[Stored data]

-- Opening Marker --

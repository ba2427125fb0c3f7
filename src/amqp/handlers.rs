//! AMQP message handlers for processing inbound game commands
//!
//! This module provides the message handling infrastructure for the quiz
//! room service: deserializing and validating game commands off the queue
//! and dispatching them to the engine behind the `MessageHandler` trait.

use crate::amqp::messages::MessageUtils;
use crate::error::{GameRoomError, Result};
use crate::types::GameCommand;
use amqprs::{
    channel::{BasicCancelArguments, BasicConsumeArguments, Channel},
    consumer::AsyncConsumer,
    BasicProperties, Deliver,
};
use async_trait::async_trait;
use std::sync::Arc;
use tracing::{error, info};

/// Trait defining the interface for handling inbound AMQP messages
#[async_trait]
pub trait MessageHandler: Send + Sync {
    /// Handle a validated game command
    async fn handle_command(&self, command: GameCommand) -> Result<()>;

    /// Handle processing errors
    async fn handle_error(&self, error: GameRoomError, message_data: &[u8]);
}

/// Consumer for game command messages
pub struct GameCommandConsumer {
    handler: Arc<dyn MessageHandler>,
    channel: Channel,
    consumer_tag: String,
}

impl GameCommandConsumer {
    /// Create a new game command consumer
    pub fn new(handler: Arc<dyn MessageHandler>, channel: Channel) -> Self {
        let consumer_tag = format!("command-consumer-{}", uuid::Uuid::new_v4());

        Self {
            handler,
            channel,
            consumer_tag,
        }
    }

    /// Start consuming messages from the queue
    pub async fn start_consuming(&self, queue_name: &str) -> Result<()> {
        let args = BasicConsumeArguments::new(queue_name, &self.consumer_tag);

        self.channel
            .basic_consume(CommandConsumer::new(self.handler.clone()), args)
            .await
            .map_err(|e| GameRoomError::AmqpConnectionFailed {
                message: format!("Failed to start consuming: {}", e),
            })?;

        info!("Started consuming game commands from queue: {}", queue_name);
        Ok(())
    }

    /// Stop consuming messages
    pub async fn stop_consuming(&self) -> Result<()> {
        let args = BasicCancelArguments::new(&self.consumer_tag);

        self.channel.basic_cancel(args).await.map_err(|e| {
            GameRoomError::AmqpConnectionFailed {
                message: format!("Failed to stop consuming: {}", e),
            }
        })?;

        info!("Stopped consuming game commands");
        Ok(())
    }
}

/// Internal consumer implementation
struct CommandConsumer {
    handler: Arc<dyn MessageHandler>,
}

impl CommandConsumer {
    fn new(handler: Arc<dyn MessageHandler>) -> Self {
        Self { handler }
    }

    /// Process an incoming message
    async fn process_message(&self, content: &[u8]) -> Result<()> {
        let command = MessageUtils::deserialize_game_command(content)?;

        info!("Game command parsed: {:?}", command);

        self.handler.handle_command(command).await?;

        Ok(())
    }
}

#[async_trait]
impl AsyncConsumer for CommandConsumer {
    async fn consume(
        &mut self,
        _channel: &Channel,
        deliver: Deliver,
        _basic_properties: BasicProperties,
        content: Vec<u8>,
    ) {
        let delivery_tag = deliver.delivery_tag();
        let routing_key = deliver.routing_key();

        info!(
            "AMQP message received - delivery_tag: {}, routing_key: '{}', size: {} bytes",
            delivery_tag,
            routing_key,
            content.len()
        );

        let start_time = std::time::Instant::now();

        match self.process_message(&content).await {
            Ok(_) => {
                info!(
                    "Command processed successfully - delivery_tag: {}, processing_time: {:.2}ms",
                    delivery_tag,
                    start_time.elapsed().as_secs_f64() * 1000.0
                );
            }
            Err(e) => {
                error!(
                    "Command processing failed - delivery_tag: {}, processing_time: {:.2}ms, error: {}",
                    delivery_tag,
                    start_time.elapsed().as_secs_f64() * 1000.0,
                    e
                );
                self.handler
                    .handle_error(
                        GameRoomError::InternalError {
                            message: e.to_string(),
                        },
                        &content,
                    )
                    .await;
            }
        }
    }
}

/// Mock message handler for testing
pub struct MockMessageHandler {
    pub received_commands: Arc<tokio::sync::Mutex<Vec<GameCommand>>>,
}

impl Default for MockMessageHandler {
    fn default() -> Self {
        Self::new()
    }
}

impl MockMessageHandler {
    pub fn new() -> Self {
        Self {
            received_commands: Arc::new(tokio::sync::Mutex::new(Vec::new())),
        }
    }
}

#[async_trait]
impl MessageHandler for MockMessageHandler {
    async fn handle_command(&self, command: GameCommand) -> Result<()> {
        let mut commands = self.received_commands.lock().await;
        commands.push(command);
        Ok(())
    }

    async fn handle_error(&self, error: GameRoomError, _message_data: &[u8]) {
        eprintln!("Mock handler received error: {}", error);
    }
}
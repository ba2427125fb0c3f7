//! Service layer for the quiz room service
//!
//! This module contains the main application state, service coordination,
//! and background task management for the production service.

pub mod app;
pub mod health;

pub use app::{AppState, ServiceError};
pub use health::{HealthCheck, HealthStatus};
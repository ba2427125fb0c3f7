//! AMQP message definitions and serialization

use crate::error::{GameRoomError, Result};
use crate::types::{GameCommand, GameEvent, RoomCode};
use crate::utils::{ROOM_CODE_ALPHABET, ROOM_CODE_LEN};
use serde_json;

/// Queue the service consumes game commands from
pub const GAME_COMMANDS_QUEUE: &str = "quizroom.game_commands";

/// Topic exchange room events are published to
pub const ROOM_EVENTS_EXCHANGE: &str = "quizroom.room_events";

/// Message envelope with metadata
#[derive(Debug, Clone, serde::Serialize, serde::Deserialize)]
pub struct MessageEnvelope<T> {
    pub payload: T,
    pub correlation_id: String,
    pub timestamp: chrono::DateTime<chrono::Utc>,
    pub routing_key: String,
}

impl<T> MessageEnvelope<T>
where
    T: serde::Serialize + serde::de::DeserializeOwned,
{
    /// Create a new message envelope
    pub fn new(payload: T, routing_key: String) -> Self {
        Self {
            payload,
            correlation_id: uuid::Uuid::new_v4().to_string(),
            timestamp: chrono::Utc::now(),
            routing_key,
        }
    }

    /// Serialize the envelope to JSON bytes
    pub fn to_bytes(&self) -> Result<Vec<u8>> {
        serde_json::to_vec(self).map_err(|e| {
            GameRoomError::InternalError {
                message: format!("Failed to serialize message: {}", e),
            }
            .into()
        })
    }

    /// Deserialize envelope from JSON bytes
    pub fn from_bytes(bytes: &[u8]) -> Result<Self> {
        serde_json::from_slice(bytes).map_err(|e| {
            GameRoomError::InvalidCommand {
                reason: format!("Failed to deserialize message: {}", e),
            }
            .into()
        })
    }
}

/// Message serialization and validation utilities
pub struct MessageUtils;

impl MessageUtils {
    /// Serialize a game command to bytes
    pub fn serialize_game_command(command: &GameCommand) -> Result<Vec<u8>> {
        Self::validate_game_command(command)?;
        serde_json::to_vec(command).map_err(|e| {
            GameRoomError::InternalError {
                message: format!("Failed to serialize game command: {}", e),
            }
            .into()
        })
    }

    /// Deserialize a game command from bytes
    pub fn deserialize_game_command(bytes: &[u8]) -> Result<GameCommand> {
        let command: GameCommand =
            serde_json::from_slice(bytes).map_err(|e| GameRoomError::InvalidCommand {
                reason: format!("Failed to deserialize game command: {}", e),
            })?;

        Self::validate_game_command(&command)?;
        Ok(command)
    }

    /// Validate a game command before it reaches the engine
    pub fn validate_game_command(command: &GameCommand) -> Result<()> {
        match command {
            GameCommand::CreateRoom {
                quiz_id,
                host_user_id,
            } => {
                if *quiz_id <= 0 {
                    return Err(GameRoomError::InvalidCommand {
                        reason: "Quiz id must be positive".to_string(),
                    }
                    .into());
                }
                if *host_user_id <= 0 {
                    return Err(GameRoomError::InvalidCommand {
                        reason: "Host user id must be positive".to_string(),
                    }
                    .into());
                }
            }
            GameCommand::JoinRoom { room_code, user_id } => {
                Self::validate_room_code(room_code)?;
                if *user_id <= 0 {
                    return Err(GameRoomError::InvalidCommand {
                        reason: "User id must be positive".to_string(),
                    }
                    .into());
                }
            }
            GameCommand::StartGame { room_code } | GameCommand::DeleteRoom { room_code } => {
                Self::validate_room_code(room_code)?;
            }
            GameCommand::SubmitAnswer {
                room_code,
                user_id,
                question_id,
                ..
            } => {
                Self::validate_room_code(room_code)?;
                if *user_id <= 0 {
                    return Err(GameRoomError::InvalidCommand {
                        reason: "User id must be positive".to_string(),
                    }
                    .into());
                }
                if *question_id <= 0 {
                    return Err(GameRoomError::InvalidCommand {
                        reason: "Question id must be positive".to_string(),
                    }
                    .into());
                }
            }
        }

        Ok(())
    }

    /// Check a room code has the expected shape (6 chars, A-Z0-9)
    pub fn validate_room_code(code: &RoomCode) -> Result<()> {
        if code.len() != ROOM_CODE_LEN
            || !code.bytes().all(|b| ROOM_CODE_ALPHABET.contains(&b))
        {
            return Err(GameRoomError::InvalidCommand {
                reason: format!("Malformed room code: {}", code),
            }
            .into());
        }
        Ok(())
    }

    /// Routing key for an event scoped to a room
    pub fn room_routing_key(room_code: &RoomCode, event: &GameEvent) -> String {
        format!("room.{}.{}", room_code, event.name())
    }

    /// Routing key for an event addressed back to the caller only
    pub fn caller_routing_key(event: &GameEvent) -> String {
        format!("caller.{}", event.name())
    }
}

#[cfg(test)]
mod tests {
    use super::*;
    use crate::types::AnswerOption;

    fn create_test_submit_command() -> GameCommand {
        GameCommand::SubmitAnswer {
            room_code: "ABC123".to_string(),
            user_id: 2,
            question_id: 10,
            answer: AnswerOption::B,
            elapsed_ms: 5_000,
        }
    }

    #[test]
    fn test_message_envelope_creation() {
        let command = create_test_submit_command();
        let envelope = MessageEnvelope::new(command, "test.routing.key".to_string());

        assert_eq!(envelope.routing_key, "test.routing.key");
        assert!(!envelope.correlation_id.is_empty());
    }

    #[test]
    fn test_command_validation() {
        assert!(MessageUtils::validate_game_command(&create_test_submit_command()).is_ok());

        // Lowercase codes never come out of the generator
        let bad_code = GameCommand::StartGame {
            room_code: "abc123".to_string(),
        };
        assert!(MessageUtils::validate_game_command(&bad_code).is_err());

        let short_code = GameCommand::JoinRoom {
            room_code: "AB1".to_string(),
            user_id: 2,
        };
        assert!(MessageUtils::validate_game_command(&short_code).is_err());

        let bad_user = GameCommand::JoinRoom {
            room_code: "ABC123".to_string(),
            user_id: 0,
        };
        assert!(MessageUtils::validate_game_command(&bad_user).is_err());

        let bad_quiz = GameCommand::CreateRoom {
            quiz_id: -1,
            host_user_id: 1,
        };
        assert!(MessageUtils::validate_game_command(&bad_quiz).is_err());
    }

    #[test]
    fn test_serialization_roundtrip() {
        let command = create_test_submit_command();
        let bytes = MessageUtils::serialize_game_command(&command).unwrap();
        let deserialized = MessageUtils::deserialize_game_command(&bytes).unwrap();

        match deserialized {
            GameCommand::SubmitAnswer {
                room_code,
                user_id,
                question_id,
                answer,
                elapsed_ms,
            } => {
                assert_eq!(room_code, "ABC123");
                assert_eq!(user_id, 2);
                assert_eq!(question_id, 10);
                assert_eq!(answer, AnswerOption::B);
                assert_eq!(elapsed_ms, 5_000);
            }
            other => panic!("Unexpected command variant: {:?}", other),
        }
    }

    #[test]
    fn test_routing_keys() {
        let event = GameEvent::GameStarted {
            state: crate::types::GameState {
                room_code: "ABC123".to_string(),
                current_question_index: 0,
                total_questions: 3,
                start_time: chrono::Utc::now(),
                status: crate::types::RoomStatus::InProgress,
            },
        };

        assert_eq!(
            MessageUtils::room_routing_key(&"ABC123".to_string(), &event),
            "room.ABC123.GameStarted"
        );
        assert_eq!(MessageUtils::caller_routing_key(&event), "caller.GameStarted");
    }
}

-- Closing Marker --

**Problem**. Among the entries above, the line containing "reaches the engine", the line containing "if *host_user_id <= 0", and all lines between them are to be restated word for word; nothing else belongs in the reply.

**Reply to the exercise**.
    /// Validate a game command before it reaches the engine
    pub fn validate_game_command(command: &GameCommand) -> Result<()> {
        match command {
            GameCommand::CreateRoom {
                quiz_id,
                host_user_id,
            } => {
                if *quiz_id <= 0 {
                    return Err(GameRoomError::InvalidCommand {
                        reason: "Quiz id must be positive".to_string(),
                    }
                    .into());
                }
                if *host_user_id <= 0 {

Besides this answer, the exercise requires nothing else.